Starter Kit Care Sheet

The starter kit described below is only designed to house a Corn snake, Rat snake, King snake or Milk snake for up to one year from birth or when the snake requires more than one defrosted fuzzy sized mouse. After this time more space and heating will be required.

Tank set-up

Choosing a place in your home for your snake and vivarium is very important; firstly it must be in a warm room or the vivarium’s heating will not work effectively enough. Secondly do not place your vivarium near sources of heat such as radiators or direct sun light, nor should you put it in a cold or drafty place. Thirdly do not put your vivarium in busy areas of your home like hallways, play room or rooms with loud noises.

Corn Snake Set UpsThe size of your vivarium can be important too. Too big and your animal may get insecure and aggressive or reclusive and refuse to feed. A small simple plastic tank roughly 15” long by 10” wide by 6” high is a good size to start.

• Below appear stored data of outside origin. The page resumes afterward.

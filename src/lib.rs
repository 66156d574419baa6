//! Device session layer for the usbXR sensor receiver
//!
//! Maintains a long-lived session with one HID device identified by USB
//! vendor/product ID, across the full device lifecycle:
//!
//! - Discovery and identity matching over enumerated candidates
//! - Handle lifecycle (at most one bound channel per session)
//! - Report exchange: Feature/control transfers and deadline-bounded
//!   interrupt reads/writes
//! - Hot-plug re-acquisition (udev events plus a fallback poll)
//!
//! The consumer talks to a [`SessionController`] and never sees a raw handle;
//! device churn appears only as `Searching`/`Bound` status transitions and
//! `DeviceGone` transfer errors.

pub mod catalog;
pub mod channel;
pub mod config;
pub mod descriptor;
pub mod error;
pub mod matcher;
pub mod session;
pub mod stream;
pub mod types;

#[cfg(all(target_os = "linux", feature = "hotplug"))]
pub mod hotplug;

pub use catalog::{DeviceCatalog, HidApiCatalog};
pub use channel::ReportChannel;
pub use config::SessionConfig;
pub use error::{EnumerationError, TransferError};
pub use matcher::{find_target, BoundDevice};
pub use session::SessionController;
pub use stream::{decode_input, InputEvent, LossCounter, RateCounter};
pub use types::{
    DeviceCapabilities, DeviceIdentity, DevicePath, HotplugEvent, Report, ReportKind,
    SessionStatus, UsageKind,
};

/// Access level requested when opening a device.
#[derive(Debug, Clone, Copy, PartialEq, Eq)]
pub enum Access {
    /// Identity-only open: no exclusive access, so system-reserved devices
    /// (keyboards, mice) can still be identified during a scan.
    Inspect,
    /// Full report-exchange access.
    ReadWrite,
}

/// One open device handle, as the rest of the crate sees it.
///
/// The production implementation wraps a hidapi handle (see [`catalog`]);
/// tests substitute scripted devices. All methods are callable from any
/// thread; blocking is bounded by the per-call timeout where one exists.
pub trait RawDevice: Send + Sync + 'static {
    /// Vendor/product identity of the opened device.
    fn identity(&self) -> Result<DeviceIdentity, TransferError>;

    /// Report-size capabilities. Only available on read/write handles.
    fn capabilities(&self) -> Result<DeviceCapabilities, TransferError>;

    /// Discard any input reports queued before the caller bound the device.
    fn flush_input_queue(&self) -> Result<(), TransferError>;

    /// Control-pipe GET_REPORT(Feature). `buf[0]` carries the report ID in
    /// and the full wire report out. Returns bytes read.
    fn get_feature_report(&self, buf: &mut [u8]) -> Result<usize, TransferError>;

    /// Control-pipe SET_REPORT(Feature). `buf` is the full wire report.
    fn send_feature_report(&self, buf: &[u8]) -> Result<(), TransferError>;

    /// Control-pipe GET_REPORT(Input), bypassing the interrupt pipe.
    fn get_input_report(&self, buf: &mut [u8]) -> Result<usize, TransferError>;

    /// Output report via the control pipe (or the OS-chosen equivalent).
    fn send_output_report_control(&self, buf: &[u8]) -> Result<(), TransferError>;

    /// Read from the interrupt IN pipe. Blocks at most `timeout_ms`;
    /// `Ok(0)` means no report arrived. `buf[0]` receives the report ID
    /// (0 for devices that do not number their reports).
    fn read_interrupt(&self, buf: &mut [u8], timeout_ms: i32) -> Result<usize, TransferError>;

    /// Write to the interrupt OUT pipe. Returns bytes written.
    fn write_interrupt(&self, buf: &[u8]) -> Result<usize, TransferError>;

    /// Check whether the device behind this handle still answers.
    fn is_alive(&self) -> bool;
}
//! Session error types

use thiserror::Error;

/// The device discovery subsystem itself is unavailable.
///
/// Non-fatal: the session treats it as "no devices found" and retries on the
/// next hot-plug notification or poll. A device genuinely being absent is
/// *not* an error (the matcher returns `None` for that).
#[derive(Error, Debug, Clone)]
#[error("device enumeration unavailable: {0}")]
pub struct EnumerationError(pub String);

/// Errors from report exchange with a bound device.
#[derive(Error, Debug, Clone, PartialEq, Eq)]
pub enum TransferError {
    /// The device did not respond within the deadline. Recoverable: the
    /// channel stays open and the caller may retry.
    #[error("transfer timed out")]
    Timeout,

    /// The handle is invalid or the transport reports the device absent.
    /// Triggers re-discovery, not retry.
    #[error("device removed")]
    DeviceGone,

    /// Unexpected OS-level failure. Logged, surfaced to the caller, and the
    /// session is considered stale.
    #[error("transfer faulted: {0}")]
    Faulted(String),

    /// Caller supplied a report that violates the bound capabilities
    /// (wrong payload length, or a report kind the device declares with
    /// length zero). Programming error, not retried.
    #[error("invalid report argument: {0}")]
    InvalidArgument(String),
}

impl TransferError {
    pub(crate) fn wrong_payload_len(kind: crate::ReportKind, expected: usize, actual: usize) -> Self {
        Self::InvalidArgument(format!(
            "{kind:?} report payload is {actual} bytes, device declares {expected}"
        ))
    }

    pub(crate) fn unsupported_kind(kind: crate::ReportKind) -> Self {
        Self::InvalidArgument(format!("device declares zero-length {kind:?} reports"))
    }
}

/// Classify a hidapi error message: disconnect-like failures become
/// `DeviceGone`, everything else `Faulted`.
pub(crate) fn classify_hid_failure(message: &str) -> TransferError {
    let gone = [
        "No such device",
        "device disconnected",
        "Device is not connected",
        "not connected",
        "ENODEV",
        "EIO",
    ];
    if gone.iter().any(|needle| message.contains(needle)) {
        TransferError::DeviceGone
    } else {
        TransferError::Faulted(message.to_string())
    }
}

impl From<hidapi::HidError> for TransferError {
    fn from(e: hidapi::HidError) -> Self {
        classify_hid_failure(&e.to_string())
    }
}

impl From<hidapi::HidError> for EnumerationError {
    fn from(e: hidapi::HidError) -> Self {
        EnumerationError(e.to_string())
    }
}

Heating your vivarium will be done with the use of a small heat mat (6”x11“) placed outside and under your vivarium covering half the base area, any less than half and your snake may get cold, any more than half and you could over heat your snake. Your heat mat should be left running 24 hours a day. Do not place your heat mat on any surface that might be stained by the heat created by the mat without first protecting the surface.

Substrate, Cleaning And Furniture

Cover the floor of your vivarium with a thin layer of orchid bark and spot clean when necessary, do a full tank clean at least every 8 weeks or sooner if you feel it is necessary. Do not use soaps, detergents or household disinfectant. Specialist disinfectants are available if required.

Make sure you provide your snake with a hide and a water bowl. Do not place the water bowl over the heat mat. Normal tap water is fine. Also make sure the hide being used is not too heavy or while digging it could crush your snake.

Feeding

Your snake should only eat once a week, only the size of the meal and the quantity of the food in each meal will change. Your snake will probably start with the smallest food available (pink mice).

Defrost your food naturally; do not defrost your snake’s food in the microwave or in hot water. Make sure your snake’s food is thoroughly thawed and place in the tank. Check your snake directly after feeding to see the size of the lump in its gut, if there is a lump then the size of the food is correct. If no lump is present then the following week feed two items of the same size food. Continue to check the size of the lump in your snakes belly and when no lump is present directly after feeding, move on to a single mouse of the next size (i.e fuzzy mice). Continue with this routine until your snake reaches adult size. In the event of your snake not feeding, remove the food the following morning and throw away, do not re-freeze or try to feed your snake until the following week.

Handling

After you first get your snake home, set up its new enclosure. Give it about half an hour to warm up, and then place your snake in its tank. For the first three to four weeks (or until your snake has had at least 3-4 feeds with-out problem) leave your new snake alone as much as possible. Do not handle it and keep it as quiet as possible. This settling down period is very important to your snake’s acclimatisation. If it is not allowed to acclimatise properly your snake may become reclusive and not feed or it may become defensive and aggressive. After the first few weeks you can start to handle your animal. Do not over handle your animal as it will still be nervous. When handling your snake, never grip or restrain your animal. Allow it to move freely over your hands and through your fingers. To begin with, handle your animal near to the ground encase it slips or falls.

Health

If you are ever in doubt about the health of your snake call your supplier and if you are still in doubt go and see a recommended specialist veterinarian. Below will be listed a brief guide to help you help you know what to look for in a sick snake.

  • Prolonged lack of appetite
  • The skin giving a wrinkled or dehydrated appearance
  • Mouth not closing properly
  • Dull or unclear eyes (when not shedding)
  • Inability to right its self or dizzy appearance

During shedding your snakes eyes will glaze over and its body colour will appear duller, this appearance will last up to a week, before it sheds. Always check your snake after it sheds to make sure all of the skin has come off. If your snake does not shed completely call your supplier or a vet for advice on how to remove the un-shed skin and how you may be able to prevent it in future.